DESCRIPTION OF THE TASK = Run through the records and, wherever a line holds the word "iter", return that line.

Dataset entries =

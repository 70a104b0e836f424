//! Integration tests for the REST gateway.

use std::sync::Arc;

use reqwest::Client;
use serde_json::{json, Value};
use tempfile::TempDir;

use crate::db::{init_database, TeamRepository};
use crate::service::TeamService;
use crate::{create_router, AppState};

/// Test fixture for integration tests.
struct TestFixture {
    client: Client,
    base_url: String,
    _temp_dir: TempDir,
}

impl TestFixture {
    async fn new() -> Self {
        let temp_dir = TempDir::new().expect("Failed to create temp dir");
        let db_path = temp_dir.path().join("test.sqlite");

        let pool = init_database(&db_path, 2).await.expect("Failed to init DB");
        let repo = Arc::new(TeamRepository::new(pool));

        let state = AppState {
            service: Arc::new(TeamService::new(repo, 5)),
        };

        let app = create_router(state);

        // Bind to random port
        let listener = tokio::net::TcpListener::bind("127.0.0.1:0")
            .await
            .expect("Failed to bind");
        let addr = listener.local_addr().expect("Failed to get addr");
        let base_url = format!("http://{}", addr);

        tokio::spawn(async move {
            axum::serve(listener, app).await.unwrap();
        });

        // Wait for server to start
        tokio::time::sleep(tokio::time::Duration::from_millis(100)).await;

        TestFixture {
            client: Client::new(),
            base_url,
            _temp_dir: temp_dir,
        }
    }

    fn url(&self, path: &str) -> String {
        format!("{}{}", self.base_url, path)
    }

    async fn create_team(&self, body: Value) -> Value {
        let resp = self
            .client
            .post(self.url("/v1/teams"))
            .json(&body)
            .send()
            .await
            .unwrap();
        assert_eq!(resp.status(), 200);
        resp.json().await.unwrap()
    }

    async fn get_team(&self, id: &str) -> Value {
        let resp = self
            .client
            .get(self.url(&format!("/v1/teams/{}?api=v1", id)))
            .send()
            .await
            .unwrap();
        assert_eq!(resp.status(), 200);
        resp.json().await.unwrap()
    }
}

fn kappa() -> Value {
    json!({
        "api": "v1",
        "team": {
            "leader": "a@x.com",
            "name": "kappa",
            "size": 3,
            "openRoles": 3,
            "members": [{ "id": 1, "email": "b@x.com", "role": "backend" }],
            "skills": ["frontend"]
        }
    })
}

#[tokio::test]
async fn test_health_check() {
    let fixture = TestFixture::new().await;

    let resp = fixture
        .client
        .get(fixture.url("/health"))
        .send()
        .await
        .unwrap();
    assert_eq!(resp.status(), 200);
    assert_eq!(resp.text().await.unwrap(), "OK");
}

#[tokio::test]
async fn test_create_and_get_team() {
    let fixture = TestFixture::new().await;

    let body = fixture.create_team(kappa()).await;
    assert_eq!(body["api"], "v1");
    assert_eq!(body["status"], "success");
    let id = body["data"]["id"].as_str().unwrap().to_string();
    assert!(id.parse::<i64>().is_ok());

    let body = fixture.get_team(&id).await;
    assert_eq!(body["status"], "success");
    assert_eq!(body["data"]["name"], "kappa");
    assert_eq!(body["data"]["id"], id.as_str());
    assert_eq!(body["data"]["members"].as_array().unwrap().len(), 1);
    assert_eq!(body["data"]["skills"].as_array().unwrap().len(), 1);
}

#[tokio::test]
async fn test_duplicate_name() {
    let fixture = TestFixture::new().await;

    fixture.create_team(kappa()).await;
    let body = fixture.create_team(kappa()).await;
    assert_eq!(body["status"], "error:duplicatename");
    assert!(body.get("data").is_none());
}

#[tokio::test]
async fn test_api_version_mismatch() {
    let fixture = TestFixture::new().await;

    let mut request = kappa();
    request["api"] = json!("v2");
    let resp = fixture
        .client
        .post(fixture.url("/v1/teams"))
        .json(&request)
        .send()
        .await
        .unwrap();

    assert_eq!(resp.status(), 501);
    let body: Value = resp.json().await.unwrap();
    assert_eq!(body["error"]["code"], "UNIMPLEMENTED");

    let resp = fixture
        .client
        .get(fixture.url("/v1/teams/1?api=v9"))
        .send()
        .await
        .unwrap();
    assert_eq!(resp.status(), 501);
}

#[tokio::test]
async fn test_protocol_errors() {
    let fixture = TestFixture::new().await;

    // Malformed path id
    let resp = fixture
        .client
        .get(fixture.url("/v1/teams/not-a-number"))
        .send()
        .await
        .unwrap();
    assert_eq!(resp.status(), 400);
    let body: Value = resp.json().await.unwrap();
    assert_eq!(body["error"]["code"], "BAD_REQUEST");

    // Malformed body
    let resp = fixture
        .client
        .post(fixture.url("/v1/teams"))
        .header("content-type", "application/json")
        .body("{not json")
        .send()
        .await
        .unwrap();
    assert_eq!(resp.status(), 400);
    let body: Value = resp.json().await.unwrap();
    assert_eq!(body["error"]["code"], "BAD_REQUEST");
}

#[tokio::test]
async fn test_member_lifecycle() {
    let fixture = TestFixture::new().await;

    let body = fixture.create_team(kappa()).await;
    let id = body["data"]["id"].as_str().unwrap().to_string();

    let resp = fixture
        .client
        .post(fixture.url(&format!("/v1/teams/{}/members", id)))
        .json(&json!({
            "api": "v1",
            "userId": "a@x.com",
            "memberId": 3,
            "memberEmail": "c@x.com",
            "role": "frontend"
        }))
        .send()
        .await
        .unwrap();
    assert_eq!(resp.status(), 200);
    let body: Value = resp.json().await.unwrap();
    assert_eq!(body["status"], "success");
    let member_number = body["data"]["id"].as_str().unwrap().to_string();

    let team = fixture.get_team(&id).await;
    assert_eq!(team["data"]["members"].as_array().unwrap().len(), 2);
    assert_eq!(team["data"]["openRoles"], 2);

    // Only the leader may remove
    let resp = fixture
        .client
        .delete(fixture.url(&format!(
            "/v1/teams/{}/members/{}?api=v1&user_id=b@x.com",
            id, member_number
        )))
        .send()
        .await
        .unwrap();
    let body: Value = resp.json().await.unwrap();
    assert_eq!(body["status"], "error:notowner");

    let resp = fixture
        .client
        .delete(fixture.url(&format!(
            "/v1/teams/{}/members/{}?api=v1&user_id=a@x.com",
            id, member_number
        )))
        .send()
        .await
        .unwrap();
    let body: Value = resp.json().await.unwrap();
    assert_eq!(body["status"], "success");
    assert_eq!(body["data"]["removed"], 1);

    let team = fixture.get_team(&id).await;
    assert_eq!(team["data"]["members"].as_array().unwrap().len(), 1);
}

#[tokio::test]
async fn test_add_member_to_full_team() {
    let fixture = TestFixture::new().await;

    let mut request = kappa();
    request["team"]["openRoles"] = json!(0);
    let body = fixture.create_team(request).await;
    let id = body["data"]["id"].as_str().unwrap().to_string();

    let resp = fixture
        .client
        .post(fixture.url(&format!("/v1/teams/{}/members", id)))
        .json(&json!({
            "api": "v1",
            "userId": "a@x.com",
            "memberId": 3,
            "memberEmail": "c@x.com",
            "role": "frontend"
        }))
        .send()
        .await
        .unwrap();
    let body: Value = resp.json().await.unwrap();
    assert_eq!(body["status"], "error:maxmembercount");

    let team = fixture.get_team(&id).await;
    assert_eq!(team["data"]["members"].as_array().unwrap().len(), 1);
}

#[tokio::test]
async fn test_project_upsert_and_delete_team() {
    let fixture = TestFixture::new().await;

    let body = fixture.create_team(kappa()).await;
    let id = body["data"]["id"].as_str().unwrap().to_string();

    for (name, languages) in [("alpha", json!(["rust", "go"])), ("beta", json!(["zig"]))] {
        let resp = fixture
            .client
            .post(fixture.url(&format!("/v1/teams/{}/project", id)))
            .json(&json!({
                "api": "v1",
                "project": {
                    "name": name,
                    "description": "build things",
                    "githubLink": "https://github.com/x/y",
                    "complexity": 2,
                    "duration": 6,
                    "languages": languages
                }
            }))
            .send()
            .await
            .unwrap();
        let body: Value = resp.json().await.unwrap();
        assert_eq!(body["status"], "success");
    }

    let team = fixture.get_team(&id).await;
    assert_eq!(team["data"]["project"]["name"], "beta");
    assert_eq!(team["data"]["project"]["languages"], json!(["zig"]));

    // Non-owner delete is refused and the team survives
    let resp = fixture
        .client
        .delete(fixture.url(&format!("/v1/teams/{}?api=v1&user_id=b@x.com", id)))
        .send()
        .await
        .unwrap();
    let body: Value = resp.json().await.unwrap();
    assert_eq!(body["status"], "error:notowner");
    assert_eq!(fixture.get_team(&id).await["status"], "success");

    let resp = fixture
        .client
        .delete(fixture.url(&format!("/v1/teams/{}?api=v1&user_id=a@x.com", id)))
        .send()
        .await
        .unwrap();
    let body: Value = resp.json().await.unwrap();
    assert_eq!(body["status"], "success");
    assert_eq!(body["data"]["teams"], 1);
    assert_eq!(body["data"]["members"], 1);
    assert_eq!(body["data"]["skills"], 1);
    assert_eq!(body["data"]["projects"], 1);
    assert_eq!(body["data"]["languages"], 1);

    let team = fixture.get_team(&id).await;
    assert_eq!(team["status"], "empty");
}

#[tokio::test]
async fn test_list_teams() {
    let fixture = TestFixture::new().await;

    for i in 0..3 {
        let mut request = kappa();
        request["team"]["name"] = json!(format!("team-{}", i));
        request["team"]["leader"] = json!(format!("leader{}@x.com", i));
        fixture.create_team(request).await;
    }

    let resp = fixture
        .client
        .get(fixture.url("/v1/teams?page=0&limit=10"))
        .send()
        .await
        .unwrap();
    assert_eq!(resp.status(), 200);
    let body: Value = resp.json().await.unwrap();
    let teams = body["data"].as_array().unwrap();
    assert_eq!(teams.len(), 3);
    let ids: Vec<i64> = teams
        .iter()
        .map(|t| t["id"].as_str().unwrap().parse().unwrap())
        .collect();
    assert!(ids.windows(2).all(|w| w[0] < w[1]));

    let resp = fixture
        .client
        .get(fixture.url("/v1/teams?page=2&limit=2"))
        .send()
        .await
        .unwrap();
    let body: Value = resp.json().await.unwrap();
    assert_eq!(body["data"].as_array().unwrap().len(), 1);

    let resp = fixture
        .client
        .get(fixture.url("/v1/teams/users/1?api=v1"))
        .send()
        .await
        .unwrap();
    let body: Value = resp.json().await.unwrap();
    assert_eq!(body["status"], "success");
    assert_eq!(body["data"].as_array().unwrap().len(), 3);

    let resp = fixture
        .client
        .get(fixture.url("/v1/teams/users/99"))
        .send()
        .await
        .unwrap();
    let body: Value = resp.json().await.unwrap();
    assert_eq!(body["status"], "empty");

    let resp = fixture
        .client
        .get(fixture.url("/v1/teams?skill=backend"))
        .send()
        .await
        .unwrap();
    let body: Value = resp.json().await.unwrap();
    assert_eq!(body["data"].as_array().unwrap().len(), 3);
}

#[tokio::test]
async fn test_list_teams_page_bounds() {
    let fixture = TestFixture::new().await;
    fixture.create_team(kappa()).await;

    // Empty values fall back to the defaults
    let resp = fixture
        .client
        .get(fixture.url("/v1/teams?page=&limit="))
        .send()
        .await
        .unwrap();
    assert_eq!(resp.status(), 200);
    let body: Value = resp.json().await.unwrap();
    assert_eq!(body["status"], "success");
    assert_eq!(body["data"].as_array().unwrap().len(), 1);

    // A page far past the end is empty, not an error
    let resp = fixture
        .client
        .get(fixture.url("/v1/teams?page=9223372036854775807&limit=100"))
        .send()
        .await
        .unwrap();
    assert_eq!(resp.status(), 200);
    let body: Value = resp.json().await.unwrap();
    assert_eq!(body["status"], "empty");
    assert!(body["data"].as_array().unwrap().is_empty());

    let resp = fixture
        .client
        .get(fixture.url("/v1/teams?page=abc"))
        .send()
        .await
        .unwrap();
    assert_eq!(resp.status(), 400);
}

#[tokio::test]
async fn test_create_team_with_more_open_roles_than_seats() {
    let fixture = TestFixture::new().await;

    let mut request = kappa();
    request["team"]["openRoles"] = json!(10);
    let resp = fixture
        .client
        .post(fixture.url("/v1/teams"))
        .json(&request)
        .send()
        .await
        .unwrap();
    assert_eq!(resp.status(), 400);
    let body: Value = resp.json().await.unwrap();
    assert_eq!(body["error"]["code"], "BAD_REQUEST");
}
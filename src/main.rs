//! Team service
//!
//! Create/read/update/delete over teams, members, skills and projects, backed by
//! SQLite and served through a REST/JSON gateway.

mod api;
mod config;
mod db;
mod errors;
mod models;
mod service;

use std::sync::Arc;

use axum::{
    routing::{delete, get, post},
    Router,
};
use tower::ServiceBuilder;
use tower_http::cors::{Any, CorsLayer};
use tower_http::trace::TraceLayer;
use tracing_subscriber::{layer::SubscriberExt, util::SubscriberInitExt, EnvFilter};

use config::{Config, LogFormat};
use db::TeamRepository;
use service::TeamService;

/// Application state shared across all handlers.
#[derive(Clone)]
pub struct AppState {
    pub service: Arc<TeamService>,
}

#[tokio::main]
async fn main() -> Result<(), Box<dyn std::error::Error>> {
    // Load configuration
    let config = Config::from_env();

    // Initialize logging
    let env_filter =
        EnvFilter::try_from_default_env().unwrap_or_else(|_| EnvFilter::new(&config.log_level));

    let registry = tracing_subscriber::registry().with(env_filter);
    match config.log_format {
        LogFormat::Json => registry.with(tracing_subscriber::fmt::layer().json()).init(),
        LogFormat::Pretty => registry.with(tracing_subscriber::fmt::layer()).init(),
    }

    tracing::info!("Starting team service");
    tracing::info!("Database path: {:?}", config.db_path);
    tracing::info!("Bind address: {}", config.bind_addr);

    // Initialize database
    let pool = db::init_database(&config.db_path, config.max_connections).await?;
    let repo = Arc::new(TeamRepository::new(pool));

    let service = TeamService::new(repo, config.max_teams_per_leader);
    let state = AppState {
        service: Arc::new(service),
    };

    // Build router
    let app = create_router(state);

    // Start server
    let listener = tokio::net::TcpListener::bind(&config.bind_addr).await?;
    tracing::info!("Server listening on {}", config.bind_addr);

    axum::serve(listener, app)
        .with_graceful_shutdown(shutdown_signal())
        .await?;

    tracing::info!("Server stopped");
    Ok(())
}

async fn shutdown_signal() {
    if let Err(e) = tokio::signal::ctrl_c().await {
        tracing::error!("Failed to listen for shutdown signal: {}", e);
        std::future::pending::<()>().await;
    }
    tracing::info!("Shutting down...");
}

/// Create the application router with all routes.
pub fn create_router(state: AppState) -> Router {
    // CORS configuration
    let cors = CorsLayer::new()
        .allow_origin(Any)
        .allow_methods(Any)
        .allow_headers(Any);

    let api_routes = Router::new()
        // Teams
        .route("/teams", post(api::create_team))
        .route("/teams", get(api::get_teams))
        .route("/teams/{id}", get(api::get_team))
        .route("/teams/{id}", delete(api::delete_team))
        .route("/teams/{id}/project", post(api::upsert_team_project))
        .route("/teams/users/{id}", get(api::get_teams_by_user))
        // Members
        .route("/teams/{id}/members", post(api::add_member))
        .route(
            "/teams/{id}/members/{member_number}",
            delete(api::remove_member),
        );

    // Health check
    let health_routes = Router::new().route("/health", get(health_check));

    Router::new()
        .nest("/v1", api_routes)
        .merge(health_routes)
        .layer(
            ServiceBuilder::new()
                .layer(TraceLayer::new_for_http())
                .layer(cors),
        )
        .with_state(state)
}

/// Health check endpoint.
async fn health_check() -> &'static str {
    "OK"
}

#[cfg(test)]
mod tests;
//! Domain events emitted after committed mutations.
//!
//! There is no real bus behind this yet; [`NoopPublisher`] only logs.

use async_trait::async_trait;
use chrono::{DateTime, Utc};
use serde::Serialize;
use uuid::Uuid;

use crate::errors::AppError;

#[derive(Debug, Clone, Copy, PartialEq, Eq, Serialize)]
#[serde(rename_all = "snake_case")]
pub enum EventKind {
    TeamCreated,
    TeamDeleted,
    MemberAdded,
    MemberRemoved,
    ProjectUpserted,
}

impl EventKind {
    pub fn as_str(&self) -> &'static str {
        match self {
            EventKind::TeamCreated => "team_created",
            EventKind::TeamDeleted => "team_deleted",
            EventKind::MemberAdded => "member_added",
            EventKind::MemberRemoved => "member_removed",
            EventKind::ProjectUpserted => "project_upserted",
        }
    }
}

#[derive(Debug, Clone, Serialize)]
#[serde(rename_all = "camelCase")]
pub struct DomainEvent {
    pub id: Uuid,
    pub kind: EventKind,
    pub team_id: i64,
    pub occurred_at: DateTime<Utc>,
}

impl DomainEvent {
    pub fn new(kind: EventKind, team_id: i64) -> Self {
        Self {
            id: Uuid::new_v4(),
            kind,
            team_id,
            occurred_at: Utc::now(),
        }
    }
}

/// Outbound side of the event bus.
#[async_trait]
pub trait EventPublisher: Send + Sync {
    async fn publish(&self, event: &DomainEvent) -> Result<(), AppError>;
}

/// Publisher that drops every event.
#[derive(Debug, Clone, Copy, Default)]
pub struct NoopPublisher;

#[async_trait]
impl EventPublisher for NoopPublisher {
    async fn publish(&self, event: &DomainEvent) -> Result<(), AppError> {
        tracing::trace!(event = event.kind.as_str(), team_id = event.team_id, "event dropped");
        Ok(())
    }
}
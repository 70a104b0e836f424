//! Database module for SQLite persistence.
//!
//! The pool is the only shared mutable resource in the service. Each
//! repository operation checks out one transaction for its lifetime and
//! gives it back on commit. An uncommitted `sqlx::Transaction` rolls back
//! when dropped, which covers both the error path and a request future
//! that is cancelled mid-flight.

mod repository;
mod store;

pub use repository::*;
pub use store::*;

use sqlx::sqlite::{SqliteConnectOptions, SqlitePool, SqlitePoolOptions};
use std::path::Path;
use std::str::FromStr;

/// Initialize the database connection pool and run migrations.
pub async fn init_database(db_path: &Path, max_connections: u32) -> Result<SqlitePool, sqlx::Error> {
    // Ensure the parent directory exists
    if let Some(parent) = db_path.parent() {
        tokio::fs::create_dir_all(parent).await.ok();
    }

    let db_url = format!("sqlite:{}?mode=rwc", db_path.display());

    let options = SqliteConnectOptions::from_str(&db_url)?
        .create_if_missing(true)
        .foreign_keys(true)
        .journal_mode(sqlx::sqlite::SqliteJournalMode::Wal)
        .synchronous(sqlx::sqlite::SqliteSynchronous::Normal)
        .busy_timeout(std::time::Duration::from_secs(30));

    let pool = SqlitePoolOptions::new()
        .max_connections(max_connections.max(1))
        .connect_with(options)
        .await?;

    run_migrations(&pool).await?;

    Ok(pool)
}

/// Create the five team tables if they don't exist.
///
/// Languages hang off the team (not the project row) so that replacing a
/// project and deleting a team address them the same way.
async fn run_migrations(pool: &SqlitePool) -> Result<(), sqlx::Error> {
    sqlx::query(
        r#"
        CREATE TABLE IF NOT EXISTS teams (
            id INTEGER PRIMARY KEY AUTOINCREMENT,
            leader TEXT NOT NULL,
            team_name TEXT NOT NULL UNIQUE,
            open_roles INTEGER NOT NULL DEFAULT 0,
            size INTEGER NOT NULL DEFAULT 0,
            last_active TEXT NOT NULL
        );
        "#,
    )
    .execute(pool)
    .await?;

    sqlx::query(
        r#"
        CREATE TABLE IF NOT EXISTS members (
            id INTEGER PRIMARY KEY AUTOINCREMENT,
            user_id INTEGER NOT NULL,
            member_email TEXT NOT NULL DEFAULT '',
            member_role TEXT NOT NULL DEFAULT '',
            team_id INTEGER NOT NULL REFERENCES teams(id),
            UNIQUE (team_id, user_id)
        );
        "#,
    )
    .execute(pool)
    .await?;

    sqlx::query(
        r#"
        CREATE TABLE IF NOT EXISTS skills (
            skill_name TEXT NOT NULL,
            team_id INTEGER NOT NULL REFERENCES teams(id)
        );
        "#,
    )
    .execute(pool)
    .await?;

    sqlx::query(
        r#"
        CREATE TABLE IF NOT EXISTS projects (
            id INTEGER PRIMARY KEY AUTOINCREMENT,
            goal TEXT NOT NULL DEFAULT '',
            project_name TEXT NOT NULL,
            github_link TEXT NOT NULL DEFAULT '',
            complexity INTEGER NOT NULL DEFAULT 0,
            duration INTEGER NOT NULL DEFAULT 0,
            team_id INTEGER NOT NULL UNIQUE REFERENCES teams(id)
        );
        "#,
    )
    .execute(pool)
    .await?;

    sqlx::query(
        r#"
        CREATE TABLE IF NOT EXISTS languages (
            lang_name TEXT NOT NULL,
            team_id INTEGER NOT NULL REFERENCES teams(id)
        );
        "#,
    )
    .execute(pool)
    .await?;

    // Create indexes for common queries
    sqlx::query(
        r#"
        CREATE INDEX IF NOT EXISTS idx_teams_leader ON teams(leader);
        CREATE INDEX IF NOT EXISTS idx_members_user_id ON members(user_id);
        CREATE INDEX IF NOT EXISTS idx_members_role ON members(member_role);
        CREATE INDEX IF NOT EXISTS idx_skills_team_id ON skills(team_id);
        CREATE INDEX IF NOT EXISTS idx_skills_name ON skills(skill_name);
        CREATE INDEX IF NOT EXISTS idx_projects_complexity ON projects(complexity);
        CREATE INDEX IF NOT EXISTS idx_languages_team_id ON languages(team_id);
        "#,
    )
    .execute(pool)
    .await?;

    Ok(())
}
//! Configuration module for the team service.
//!
//! All configuration is loaded from environment variables with sensible defaults.

use std::env;
use std::net::SocketAddr;
use std::path::PathBuf;

/// Output format for the tracing subscriber.
#[derive(Debug, Clone, Copy, PartialEq, Eq)]
pub enum LogFormat {
    Pretty,
    Json,
}

impl LogFormat {
    fn parse(s: &str) -> Self {
        match s.trim().to_ascii_lowercase().as_str() {
            "json" => LogFormat::Json,
            _ => LogFormat::Pretty,
        }
    }
}

/// Application configuration loaded from environment variables.
#[derive(Debug, Clone)]
pub struct Config {
    /// Path to SQLite database file
    pub db_path: PathBuf,
    /// Address the HTTP gateway binds to
    pub bind_addr: SocketAddr,
    /// Log level (trace, debug, info, warn, error)
    pub log_level: String,
    pub log_format: LogFormat,
    /// Size of the connection pool
    pub max_connections: u32,
    /// How many teams a single leader may own
    pub max_teams_per_leader: i64,
}

impl Config {
    /// Load configuration from environment variables.
    pub fn from_env() -> Self {
        dotenvy::dotenv().ok();

        let db_path = env::var("TEAMS_DB_PATH")
            .unwrap_or_else(|_| "./data/teams.sqlite".to_string())
            .into();

        let bind_addr = env::var("TEAMS_BIND_ADDR")
            .unwrap_or_else(|_| "127.0.0.1:8080".to_string())
            .parse()
            .expect("Invalid TEAMS_BIND_ADDR format");

        let log_level = env::var("TEAMS_LOG_LEVEL").unwrap_or_else(|_| "info".to_string());

        let log_format = env::var("TEAMS_LOG_FORMAT")
            .map(|s| LogFormat::parse(&s))
            .unwrap_or(LogFormat::Pretty);

        let max_connections = env::var("TEAMS_DB_MAX_CONNECTIONS")
            .ok()
            .and_then(|s| s.parse().ok())
            .unwrap_or(5);

        let max_teams_per_leader = env::var("TEAMS_MAX_TEAMS_PER_LEADER")
            .ok()
            .and_then(|s| s.parse().ok())
            .unwrap_or(5);

        Self {
            db_path,
            bind_addr,
            log_level,
            log_format,
            max_connections,
            max_teams_per_leader,
        }
    }
}
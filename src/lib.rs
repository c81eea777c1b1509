//! Block cipher modes and chosen-plaintext attacks on ECB encryption oracles.
//!
//! PKCS#7 padding, ECB and CBC over any [`BlockCipher`], an ECB/CBC distinguisher, and the
//! byte-at-a-time attack that recovers the secret an ECB oracle appends to attacker input,
//! with or without an unknown prefix in front.
#![warn(clippy::pedantic)]
#![warn(clippy::cargo)]
#![allow(clippy::multiple_crate_versions)]

pub mod attack;
mod bytes_ext;
pub mod cbc;
pub mod cipher;
pub mod ecb;
pub mod error;
pub mod oracle;
pub mod padding;
pub mod random;
pub mod sliding;

pub use attack::{crack_hard, crack_simple, discover_block_size, BlockSizeProbe, MAX_BLOCK_SIZE};
pub use cbc::{decrypt_cbc, encrypt_cbc, CbcEngine};
pub use cipher::{Aes128, BlockCipher};
pub use ecb::{decrypt_ecb, encrypt_ecb, has_repeated_block};
pub use error::{Error, Result};
pub use oracle::{
    detect_mode, ByteAtATimeOracle, DistinguisherConfig, Mode, ModeOracle, ModeOracleConfig,
    Oracle,
};
pub use padding::{pad, unpad};
pub use sliding::SlidingWindow;

/// End-to-end runs of each attack against freshly keyed oracles.
///
/// Setup and assertions only, the work happens in the library modules.
#[cfg(test)]
mod scenarios {
    use rand::{rngs::StdRng, Rng, SeedableRng};

    use crate::{
        crack_hard, crack_simple, decrypt_cbc, detect_mode, encrypt_cbc, encrypt_ecb,
        has_repeated_block, pad, random::gen_random_bytes, Aes128, ByteAtATimeOracle,
        DistinguisherConfig, ModeOracle, Oracle,
    };

    const SECRET: &[u8] = b"Rollin' in my 5.0\n\
        With my rag-top down so my hair can blow\n\
        The girlies on standby waving just to say hi\n\
        Did you stop? No, I just drove by\n";

    #[test]
    fn pkcs7_padding() {
        assert_eq!(
            pad(b"YELLOW SUBMARINE", 20),
            b"YELLOW SUBMARINE\x04\x04\x04\x04"
        );

        let doubled = pad(b"YELLOW SUBMARINE", 16);
        assert_eq!(doubled.len(), 32);
        assert_eq!(doubled[16..], [0x10; 16]);
    }

    #[test]
    fn cbc_round_trip() {
        let mut rng = rand::thread_rng();
        let key = b"YELLOW SUBMARINE";

        let ciphertext = encrypt_cbc(SECRET, key, &mut rng).unwrap();

        assert_eq!(decrypt_cbc(&ciphertext, key).unwrap(), SECRET);
    }

    #[test]
    fn ecb_detection() {
        let cipher = Aes128::new(b"YELLOW SUBMARINE").unwrap();
        let plaintext = [&SECRET[..16], &SECRET[..16], &SECRET[16..]].concat();

        assert!(has_repeated_block(&encrypt_ecb(&cipher, &plaintext).unwrap(), 16));
        assert!(!has_repeated_block(&encrypt_ecb(&cipher, SECRET).unwrap(), 16));
    }

    // this test depends on randomness, and should fail at a rate of 1/2^128
    #[test]
    fn mode_distinguisher() {
        let rounds = 1_000;
        let mut oracle = ModeOracle::new(rand::thread_rng());
        let config = DistinguisherConfig::default();

        let mut correct = 0;
        for _ in 0..rounds {
            let mut used = None;
            let guess = detect_mode(
                |input: &[u8]| {
                    let (ciphertext, mode) = oracle.encrypt(input)?;
                    used = Some(mode);
                    Ok(ciphertext)
                },
                &config,
            )
            .unwrap();

            if Some(guess) == used {
                correct += 1;
            }
        }

        assert!(f64::from(correct) / f64::from(rounds) >= 0.995);
    }

    #[test]
    fn byte_at_a_time_simple() {
        let mut rng = rand::thread_rng();
        for secret in [&b""[..], SECRET] {
            let oracle = ByteAtATimeOracle::new(&mut rng, secret.to_vec()).unwrap();

            assert_eq!(crack_simple(&oracle).unwrap(), oracle.secret());
        }
    }

    #[test]
    fn byte_at_a_time_hard() {
        let mut rng = StdRng::seed_from_u64(0x5EC2E7);
        for prefix_len in 10..30 {
            let prefix = gen_random_bytes(&mut rng, prefix_len);
            let oracle = ByteAtATimeOracle::with_prefix(&mut rng, prefix, SECRET.to_vec())
                .unwrap()
                .shuffle_prefix(&mut rng)
                .unwrap();

            assert_eq!(crack_hard(&oracle).unwrap(), SECRET, "prefix length {prefix_len}");
        }
    }

    #[test]
    fn byte_at_a_time_hard_ignores_prefix_content() {
        let mut rng = StdRng::seed_from_u64(7);
        let prefix_len = rng.gen_range(10..30);

        let recovered = [0x00, 0xFF, 0x41].map(|byte| {
            let prefix = vec![byte; prefix_len];
            let oracle =
                ByteAtATimeOracle::with_prefix(&mut rng, prefix, SECRET.to_vec()).unwrap();
            crack_hard(&oracle).unwrap()
        });

        assert!(recovered.iter().all(|secret| secret == SECRET));
    }

    #[test]
    fn oracle_errors_are_fatal() {
        let failing = |_: &[u8]| -> crate::Result<Vec<u8>> { Err(crate::Error::InvalidPadding) };

        assert!(crack_simple(&failing).is_err());
        assert!(crack_hard(&failing).is_err());
        assert!(failing.encrypt(b"").is_err());
    }
}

THE ANSWER =
        .iter()
        assert!(recovered.iter().all(|secret| secret == SECRET));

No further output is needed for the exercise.